Law and Justice Party leader Jaroslaw Kaczynski has a track record for sowing xenophobia, claiming that Muslims have imposed Sharia law in parts of Sweden, and that they carry parasites that don't affect them, but could harm Europeans. His party's threats to immigrants, rule of law, free expression, and basic human rights are playing into Russian interests in a weak and divided Europe that will refuse immigrants from Syria, fail to agree on a Mid-East policy, repeal EU sanctions against Russia, and allow Russia to exert greater cultural and economic power in the region, as it already seeks to do through media spin, energy dependence, and leadership of a "traditional values" agenda.

Poland's shift away from rule of law observance is therefore concerning, not only because Poland has been the poster-child for democracy in Eastern Europe, but also because it tips the scales away from democracy and pluralism in the Visegrad region, which includes Hungary, Poland, the Czech Republic, and Slovakia, and threatens to do so in the EU as a whole. The four Visegrad countries have now - right on cue - banded together to oppose Germany's plan to apportion acceptance of refugees, and are instead seeking to themselves seal off the Balkan route to Europe.

The EU has already expressed concern about Poland's trajectory, initiating the Rule of Law Mechanism of the Council of Europe on January 13 to hold a hearing on Poland's actions. The Rule of Law Mechanism allows the EU to review threats to democratic governance and human rights in a member state, and to impose consequences if a country is found to be out of line with the Union's democratic values. It can go so far as to deprive Poland of voting rights in the EU Council, a body made up of representatives of all EU states that makes EU policy-decisions.

The Venice Commission, including American representative - former Columbia Law Professor Sarah Cleveland - just completed a visit to Poland on February 8-9, with the goal of reviewing the amendments to the Act on the Constitutional Tribunal referenced above. Its report on the change in the law is due out in March for adoption by the full Venice Commission, though Poland's government has already dismissed its opinion, pointing out that the visit amounts to an intervention of "non-elected people" into the governance of Poland.
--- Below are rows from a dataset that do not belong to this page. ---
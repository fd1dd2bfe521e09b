use std::ffi::OsStr;
use std::path::{Path, PathBuf};

/// An absolute path on the host filesystem.
///
/// Cubicle juggles two notions of "path" throughout the Runner: where a
/// thing lives on the host, and where it is bind-mounted inside a sandbox.
/// Keeping them as distinct types avoids accidentally handing a host path to
/// a process that only understands the sandbox's view of the world.
#[derive(Clone, Debug, Eq, PartialEq, Hash, derive_more::Display)]
pub struct HostPath(PathBuf);

impl HostPath {
    pub fn new(path: impl Into<PathBuf>) -> Self {
        Self(path.into())
    }

    pub fn join(&self, name: impl AsRef<Path>) -> Self {
        Self(self.0.join(name))
    }

    pub fn as_path(&self) -> &Path {
        &self.0
    }

    pub fn into_path_buf(self) -> PathBuf {
        self.0
    }
}

impl From<PathBuf> for HostPath {
    fn from(path: PathBuf) -> Self {
        Self(path)
    }
}

impl AsRef<Path> for HostPath {
    fn as_ref(&self) -> &Path {
        &self.0
    }
}

impl AsRef<OsStr> for HostPath {
    fn as_ref(&self) -> &OsStr {
        self.0.as_ref()
    }
}

#[cfg(test)]
mod tests {
    use super::*;

    #[test]
    fn join_appends_a_component() {
        let home = HostPath::new("/home/user/.cache/cubicle");
        assert_eq!(
            home.join("packages").as_path(),
            Path::new("/home/user/.cache/cubicle/packages")
        );
    }
}
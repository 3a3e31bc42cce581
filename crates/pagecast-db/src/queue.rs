//! Job queue backed by PostgreSQL.
//!
//! Rows move `pending -> claimed -> completed`. A claim that is never
//! acknowledged (the worker died mid-job) is returned to `pending` by
//! [`PgJobQueue::requeue_stale`]. Live workers refresh `claimed_at` through
//! [`PgJobQueue::refresh_claim`] so their claims never look stale.

use async_trait::async_trait;
use chrono::{DateTime, Utc};
use pagecast_core::{JobId, JobQueue, Result};
use serde::{Deserialize, Serialize};
use sqlx::PgPool;
use std::time::Duration;
use tokio::time::{Instant, sleep};
use tracing::{debug, info, warn};

use crate::DbResult;

/// A row of the `deploy_queue` table.
#[derive(Debug, Clone, Serialize, Deserialize, sqlx::FromRow)]
pub struct QueuedJob {
    pub seq: i64,
    pub job_id: String,
    pub status: String,
    pub claimed_by: Option<String>,
    pub claimed_at: Option<DateTime<Utc>>,
    pub created_at: DateTime<Utc>,
}

pub struct PgJobQueue {
    pool: PgPool,
    worker_id: String,
    poll_interval: Duration,
}

impl PgJobQueue {
    pub fn new(pool: PgPool, poll_interval: Duration) -> Self {
        Self {
            pool,
            worker_id: format!("worker-{}", uuid::Uuid::new_v4().simple()),
            poll_interval,
        }
    }

    /// Override the identity recorded in `claimed_by`.
    pub fn with_worker_id(mut self, worker_id: impl Into<String>) -> Self {
        self.worker_id = worker_id.into();
        self
    }

    pub fn worker_id(&self) -> &str {
        &self.worker_id
    }

    pub async fn push(&self, job_id: &JobId) -> DbResult<QueuedJob> {
        let job = sqlx::query_as::<_, QueuedJob>(
            r#"
            INSERT INTO deploy_queue (job_id, status, created_at)
            VALUES ($1, 'pending', NOW())
            RETURNING *
            "#,
        )
        .bind(job_id.as_str())
        .fetch_one(&self.pool)
        .await?;
        Ok(job)
    }

    /// Claim the oldest pending row.
    /// Uses SKIP LOCKED so concurrent workers never claim the same row.
    pub async fn claim(&self) -> DbResult<Option<QueuedJob>> {
        let job = sqlx::query_as::<_, QueuedJob>(
            r#"
            UPDATE deploy_queue
            SET status = 'claimed', claimed_by = $1, claimed_at = NOW()
            WHERE seq = (
                SELECT seq FROM deploy_queue
                WHERE status = 'pending'
                ORDER BY seq ASC
                FOR UPDATE SKIP LOCKED
                LIMIT 1
            )
            RETURNING *
            "#,
        )
        .bind(&self.worker_id)
        .fetch_optional(&self.pool)
        .await?;
        Ok(job)
    }

    /// Mark a claimed row whose payload is not a valid job id.
    pub async fn reject(&self, seq: i64) -> DbResult<()> {
        sqlx::query("UPDATE deploy_queue SET status = 'rejected' WHERE seq = $1")
            .bind(seq)
            .execute(&self.pool)
            .await?;
        Ok(())
    }

    /// Mark every claim of this job as completed.
    pub async fn complete(&self, job_id: &JobId) -> DbResult<u64> {
        let result = sqlx::query(
            "UPDATE deploy_queue SET status = 'completed' WHERE job_id = $1 AND status = 'claimed'",
        )
        .bind(job_id.as_str())
        .execute(&self.pool)
        .await?;
        Ok(result.rows_affected())
    }

    /// Restart the visibility clock of this job's active claim.
    pub async fn refresh_claim(&self, job_id: &JobId) -> DbResult<u64> {
        let result = sqlx::query(
            "UPDATE deploy_queue SET claimed_at = NOW() WHERE job_id = $1 AND status = 'claimed'",
        )
        .bind(job_id.as_str())
        .execute(&self.pool)
        .await?;
        Ok(result.rows_affected())
    }

    /// Return claims older than `visibility_timeout` to pending.
    pub async fn requeue_stale(&self, visibility_timeout: Duration) -> DbResult<u64> {
        let result = sqlx::query(
            r#"
            UPDATE deploy_queue
            SET status = 'pending', claimed_by = NULL, claimed_at = NULL
            WHERE status = 'claimed'
              AND claimed_at < NOW() - make_interval(secs => $1)
            "#,
        )
        .bind(visibility_timeout.as_secs_f64())
        .execute(&self.pool)
        .await?;

        let requeued = result.rows_affected();
        if requeued > 0 {
            info!(requeued, "Requeued stale claims");
        }
        Ok(requeued)
    }

    /// Number of rows waiting to be claimed.
    pub async fn pending_count(&self) -> DbResult<i64> {
        let (count,) = sqlx::query_as::<_, (i64,)>(
            "SELECT COUNT(*) FROM deploy_queue WHERE status = 'pending'",
        )
        .fetch_one(&self.pool)
        .await?;
        Ok(count)
    }

    /// Claim the next row carrying a valid job id, rejecting any that do not.
    async fn claim_valid(&self) -> DbResult<Option<JobId>> {
        while let Some(job) = self.claim().await? {
            match JobId::parse(job.job_id.as_str()) {
                Ok(id) => {
                    debug!(job_id = %id, seq = job.seq, worker_id = %self.worker_id, "Claimed job");
                    return Ok(Some(id));
                }
                Err(e) => {
                    warn!(seq = job.seq, error = %e, "Rejecting queue entry with invalid job id");
                    self.reject(job.seq).await?;
                }
            }
        }
        Ok(None)
    }
}

#[async_trait]
impl JobQueue for PgJobQueue {
    async fn enqueue(&self, job_id: &JobId) -> Result<()> {
        self.push(job_id).await.map_err(|e| e.into_queue_error())?;
        Ok(())
    }

    async fn dequeue(&self, timeout: Option<Duration>) -> Result<Option<JobId>> {
        let deadline = timeout.map(|t| Instant::now() + t);

        loop {
            if let Some(id) = self.claim_valid().await.map_err(|e| e.into_queue_error())? {
                return Ok(Some(id));
            }

            let wait = match deadline {
                Some(deadline) => {
                    let remaining = deadline.saturating_duration_since(Instant::now());
                    if remaining.is_zero() {
                        return Ok(None);
                    }
                    remaining.min(self.poll_interval)
                }
                None => self.poll_interval,
            };
            sleep(wait).await;
        }
    }

    async fn ack(&self, job_id: &JobId) -> Result<()> {
        self.complete(job_id)
            .await
            .map_err(|e| e.into_queue_error())?;
        Ok(())
    }

    async fn touch(&self, job_id: &JobId) -> Result<()> {
        if self
            .refresh_claim(job_id)
            .await
            .map_err(|e| e.into_queue_error())?
            == 0
        {
            warn!(job_id = %job_id, "No active claim to refresh");
        }
        Ok(())
    }
}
The U.S. has also expressed concern, with Senators McCain, Cardin, and Durbin having last week written a letter urging the government of Poland to consider the effect of its actions on rule of law, prosperity, stability, and tolerance. Kaczynski, responded that the American senators did not understand Poland and that the sentiments in their letter smacked of Stalinist rhetoric.

Ironically, within a day of this reference to U.S. concerns about pluralism and tolerance as Stalinist, Poland's Defense Minister Waszczykowski, in Washington this week, made his own plea for U.S. and NATO support, again referencing Poland's need for military reinforcements to shore up its eastern flank against threats of Russian aggression, stating that the U.S. and Poland are "close friends and allies with a shared history and values."

Considering the "game-changer" status of Poland's politics in the EU, the U.S. should take assertive action in response. President Obama should use the opportunity of the NATO Summit to remind Poland of its need to uphold the "shared values," it likes to claim. U.S. officials, like Nuland should push for legal and policy changes prior to the Summit to head off presidential criticism. Modifications to the laws that have hamstrung the Constitutional Tribunal should be a priority.

The EU should also take note. The Rule of Law Mechanism alone is pretty ineffective, but combined with other actions could call Poland's government to account, and could spark real change. The EU Parliament should follow up the Rule of Law Mechanism with its own inquiry into Poland's actions, and the EU should seriously consider following through on the Rule of Law investigation by instituting Article 7 proceedings under the Lisbon Treaty. A message sent to Poland would resound in the Czech Republic, Slovakia, and might even result in some newfound EU backbone on Hungary.

With use of all three of these EU mechanisms, and coordinated action between the EU and the US, Poland might just realize there's a difference between Stalinism and global concern for rule of law, human rights, stability, and prosperity.